Data items:
#[cfg(test)]
mod tests {
    use super::*;
    use crate::config::default_suspicious_usernames;
    use std::io::Write;
    use tempfile::NamedTempFile;

    const NOW: &str = "2025-06-01 12:00:00";

    fn now() -> NaiveDateTime {
        NaiveDateTime::parse_from_str(NOW, TIMESTAMP_FORMAT).unwrap()
    }

    fn analyzer_for(path: PathBuf) -> SecurityLogAnalyzer {
        SecurityLogAnalyzer::new(AnalyzerConfig {
            log_file: path,
            hours_back: 24,
            suspicious_usernames: default_suspicious_usernames(),
        })
    }

    fn write_log(lines: &[String]) -> NamedTempFile {
        let mut file = NamedTempFile::new().unwrap();
        for line in lines {
            writeln!(file, "{}", line).unwrap();
        }
        file.flush().unwrap();
        file
    }

    fn failed_line(ts: &str, user: &str) -> String {
        format!(
            "{} [ERROR] auth.gate - Failed authentication attempt for user: {}",
            ts, user
        )
    }

    fn timeout_line(ts: &str, user: &str) -> String {
        format!(
            "{} [ERROR] auth.gate - Authentication timeout for user: {}",
            ts, user
        )
    }

    fn rate_limited_line(ts: &str, user: &str) -> String {
        format!(
            "{} [ERROR] auth.gate - Rate limited authentication attempt for user: {} (wait 240s)",
            ts, user
        )
    }

    fn test_marker_line(ts: &str) -> String {
        format!("{} [ERROR] auth.gate - Test: simulated failure injection", ts)
    }

    #[test]
    fn test_missing_log_file_reports_error() {
        let analyzer = analyzer_for(PathBuf::from("/nonexistent/authgate-test.log"));
        let report = analyzer.analyze_logs_at(24, now());

        assert_eq!(report.total_events, 0);
        assert!(report.error.as_ref().unwrap().contains("not found"));
        assert_eq!(report.recommendations.len(), 1);
        assert!(report.recommendations[0].contains("Log file not found"));
    }

    #[test]
    fn test_empty_log_has_default_recommendation() {
        let file = write_log(&[]);
        let analyzer = analyzer_for(file.path().to_path_buf());
        let report = analyzer.analyze_logs_at(24, now());

        assert_eq!(report.total_events, 0);
        assert!(report.error.is_none());
        assert_eq!(
            report.recommendations,
            vec!["No immediate security concerns detected.".to_string()]
        );
    }

    #[test]
    fn test_parses_failed_attempts_per_user() {
        let file = write_log(&[
            failed_line("2025-06-01 10:00:00", "alice"),
            failed_line("2025-06-01 10:05:00", "alice"),
            timeout_line("2025-06-01 10:10:00", "bob"),
            "2025-06-01 10:15:00 [INFO] auth.gate - Successful authentication for user: alice"
                .to_string(),
        ]);
        let analyzer = analyzer_for(file.path().to_path_buf());
        let report = analyzer.analyze_logs_at(24, now());

        assert_eq!(report.total_events, 3);
        assert_eq!(report.failed_attempts.get("alice"), Some(&2));
        assert_eq!(report.failed_attempts.get("bob"), Some(&1));
    }

    #[test]
    fn test_events_outside_window_discarded() {
        let file = write_log(&[
            failed_line("2025-05-30 10:00:00", "alice"),
            failed_line("2025-06-01 10:00:00", "alice"),
        ]);
        let analyzer = analyzer_for(file.path().to_path_buf());
        let report = analyzer.analyze_logs_at(24, now());

        assert_eq!(report.total_events, 1);
        assert_eq!(report.failed_attempts.get("alice"), Some(&1));
    }

    #[test]
    fn test_unparseable_timestamp_skipped() {
        let file = write_log(&[
            failed_line("2025-13-40 27:61:61", "alice"),
            failed_line("2025-06-01 10:00:00", "alice"),
        ]);
        let analyzer = analyzer_for(file.path().to_path_buf());
        let report = analyzer.analyze_logs_at(24, now());

        // The malformed line is dropped, scanning continues
        assert_eq!(report.total_events, 1);
    }

    #[test]
    fn test_brute_force_candidate_at_three_rapid_attempts() {
        // 4 failures at 30-second gaps: 3 adjacent rapid pairs
        let file = write_log(&[
            failed_line("2025-06-01 10:00:00", "admin"),
            failed_line("2025-06-01 10:00:30", "admin"),
            failed_line("2025-06-01 10:01:00", "admin"),
            failed_line("2025-06-01 10:01:30", "admin"),
        ]);
        let analyzer = analyzer_for(file.path().to_path_buf());
        let report = analyzer.analyze_logs_at(24, now());

        let candidate = report.brute_force_attempts.get("admin").unwrap();
        assert_eq!(candidate.total_attempts, 4);
        assert_eq!(candidate.rapid_attempts, 3);
        assert_eq!(candidate.severity, Severity::Medium);
        assert!((candidate.time_span_minutes - 1.5).abs() < 1e-9);
    }

    #[test]
    fn test_brute_force_escalates_to_high_at_five_rapid_attempts() {
        let lines: Vec<String> = (0..6)
            .map(|i| {
                failed_line(
                    &format!("2025-06-01 10:0{}:{:02}", i / 2, (i % 2) * 30),
                    "admin",
                )
            })
            .collect();
        let file = write_log(&lines);
        let analyzer = analyzer_for(file.path().to_path_buf());
        let report = analyzer.analyze_logs_at(24, now());

        let candidate = report.brute_force_attempts.get("admin").unwrap();
        assert_eq!(candidate.rapid_attempts, 5);
        assert_eq!(candidate.severity, Severity::High);
    }

    #[test]
    fn test_slow_failures_are_not_brute_force() {
        // Gaps of 5 minutes never count as rapid
        let file = write_log(&[
            failed_line("2025-06-01 10:00:00", "alice"),
            failed_line("2025-06-01 10:05:00", "alice"),
            failed_line("2025-06-01 10:10:00", "alice"),
            failed_line("2025-06-01 10:15:00", "alice"),
        ]);
        let analyzer = analyzer_for(file.path().to_path_buf());
        let report = analyzer.analyze_logs_at(24, now());

        assert!(report.brute_force_attempts.is_empty());
        // But four failures still land in the frequent-failure map
        assert_eq!(report.frequent_failures.get("alice"), Some(&4));
    }

    #[test]
    fn test_admin_is_always_suspicious() {
        let file = write_log(&[failed_line("2025-06-01 10:00:00", "admin")]);
        let analyzer = analyzer_for(file.path().to_path_buf());
        let report = analyzer.analyze_logs_at(24, now());

        assert_eq!(report.suspicious_usernames, vec!["admin".to_string()]);
        assert!(report.recommendations.iter().any(|r| r.starts_with("ALERT")));
    }

    #[test]
    fn test_rate_limited_event_is_high_but_not_a_failure() {
        let file = write_log(&[rate_limited_line("2025-06-01 10:00:00", "alice")]);
        let analyzer = analyzer_for(file.path().to_path_buf());
        let report = analyzer.analyze_logs_at(24, now());

        assert_eq!(report.total_events, 1);
        assert!(report.failed_attempts.is_empty());
    }

    #[test]
    fn test_test_marker_always_flagged_and_critical() {
        let file = write_log(&[
            test_marker_line("2025-06-01 10:00:00"),
            failed_line("2025-06-01 10:01:00", "alice"),
        ]);
        let analyzer = analyzer_for(file.path().to_path_buf());
        let report = analyzer.analyze_logs_at(24, now());

        assert_eq!(report.test_data_in_logs.len(), 1);
        assert!(report.test_data_in_logs[0].contains("Test: simulated failure injection"));
        assert!(report.recommendations[0].starts_with("CRITICAL"));
    }

    #[test]
    fn test_full_report_json_round_trip() {
        let file = write_log(&[
            failed_line("2025-06-01 10:00:00", "admin"),
            failed_line("2025-06-01 10:00:30", "admin"),
            failed_line("2025-06-01 10:01:00", "admin"),
            failed_line("2025-06-01 10:01:30", "admin"),
            timeout_line("2025-06-01 10:02:00", "bob"),
            test_marker_line("2025-06-01 10:03:00"),
        ]);
        let analyzer = analyzer_for(file.path().to_path_buf());
        let report = analyzer.analyze_logs_at(24, now());

        let json = serde_json::to_string_pretty(&report).unwrap();
        let restored: AnalysisReport = serde_json::from_str(&json).unwrap();

        assert_eq!(restored, report);
        assert_eq!(restored.recommendations, report.recommendations);
    }
}
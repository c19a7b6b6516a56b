// SPDX-License-Identifier: BUSL-1.1
// Copyright (c) 2026 Alfred Jean LLC

//! `pyjob run` - execute a script in the foreground or detached

use anyhow::Result;
use clap::Args;

use pyjob_core::RunnerConfig;
use pyjob_runner::Runner;

use crate::exit_error::ExitError;
use crate::output::{print_json, print_lines, OutputFormat};

#[derive(Args)]
pub struct RunArgs {
    /// Script name without extension, resolved under the script directory
    pub script: String,

    /// Arguments passed to the script verbatim (use `--` before values that
    /// start with a hyphen)
    pub args: Vec<String>,

    /// Launch detached and print the job id instead of waiting
    #[arg(long, short = 'd')]
    pub detach: bool,
}

pub fn run(args: RunArgs, config: &RunnerConfig, format: OutputFormat) -> Result<()> {
    let runner = Runner::new(config.clone());

    if args.detach {
        let id = runner.execute_detached(&args.script, &args.args)?;
        match format {
            OutputFormat::Text => println!("{id}"),
            OutputFormat::Json => print_json(&serde_json::json!({ "job_id": id })),
        }
        return Ok(());
    }

    let out = runner.execute(&args.script, &args.args)?;
    match format {
        OutputFormat::Text => print_lines(&out.lines),
        OutputFormat::Json => print_json(&serde_json::json!({
            "lines": out.lines,
            "exit_code": out.exit_code,
        })),
    }

    // Mirror the child's exit status so shell callers can chain on it.
    match out.exit_code {
        Some(0) => Ok(()),
        Some(code) => Err(ExitError::child_status(code).into()),
        None => Err(ExitError::new(1, "script terminated by signal").into()),
    }
}
//! Detached execution round-trip specs.

use crate::prelude::*;

/// Detached runs print a job id immediately; the output lands in the store.
#[test]
fn detached_run_round_trip() {
    let temp = Project::empty();
    temp.script("hello.sh", "echo hi\n");

    let out = temp.pyjob().args(&["run", "hello", "--detach"]).passes();
    let id = out.stdout().trim().to_string();
    assert!(id.starts_with("job-"), "unexpected job id: {id}");

    temp.wait_for_finish(&id);
    temp.pyjob().args(&["result", &id]).passes().stdout_has("hi");
    temp.pyjob()
        .args(&["status", &id])
        .passes()
        .stdout_has("finished 0");
}

/// A failing detached job still persists its output and exit code.
#[test]
fn detached_failure_records_exit_code() {
    let temp = Project::empty();
    temp.script("fail.sh", "echo partial\nexit 7\n");

    let out = temp.pyjob().args(&["run", "fail", "--detach"]).passes();
    let id = out.stdout().trim().to_string();

    temp.wait_for_finish(&id);
    temp.pyjob()
        .args(&["result", &id])
        .passes()
        .stdout_has("partial");
    temp.pyjob()
        .args(&["status", &id])
        .passes()
        .stdout_has("finished 7");
}

/// Each detached launch gets its own id and output file.
#[test]
fn concurrent_detached_runs_stay_separate() {
    let temp = Project::empty();
    temp.script("say.sh", "echo \"said $1\"\n");

    let a = temp
        .pyjob()
        .args(&["run", "say", "--detach", "alpha"])
        .passes()
        .stdout()
        .trim()
        .to_string();
    let b = temp
        .pyjob()
        .args(&["run", "say", "--detach", "beta"])
        .passes()
        .stdout()
        .trim()
        .to_string();
    assert_ne!(a, b);

    temp.wait_for_finish(&a);
    temp.wait_for_finish(&b);
    temp.pyjob().args(&["result", &a]).passes().stdout_has("said alpha");
    temp.pyjob().args(&["result", &b]).passes().stdout_has("said beta");
}

/// A job id that was never issued reads as not found.
#[test]
fn unknown_id_is_not_found() {
    let temp = Project::empty();

    temp.pyjob()
        .args(&["result", "job-neverissued1234567"])
        .fails()
        .stderr_has("no stored result");
}

/// JSON result output carries the job id, output, and completion state.
#[test]
fn result_json_output() {
    let temp = Project::empty();
    temp.script("hello.sh", "echo hi\n");

    let id = temp
        .pyjob()
        .args(&["run", "hello", "--detach"])
        .passes()
        .stdout()
        .trim()
        .to_string();
    temp.wait_for_finish(&id);

    let out = temp.pyjob().args(&["result", &id, "--json"]).passes();
    let value: serde_json::Value = serde_json::from_str(out.stdout().trim()).unwrap();
    assert_eq!(value["job_id"], id.as_str());
    assert!(value["output"].as_str().unwrap().contains("hi"));
    assert_eq!(value["status"]["state"], "finished");
    assert_eq!(value["status"]["exit_code"], 0);
}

— What is needed —
Count the lines above that contain the word "RunArgs", and reply with only that number.

— Answer for the task —
2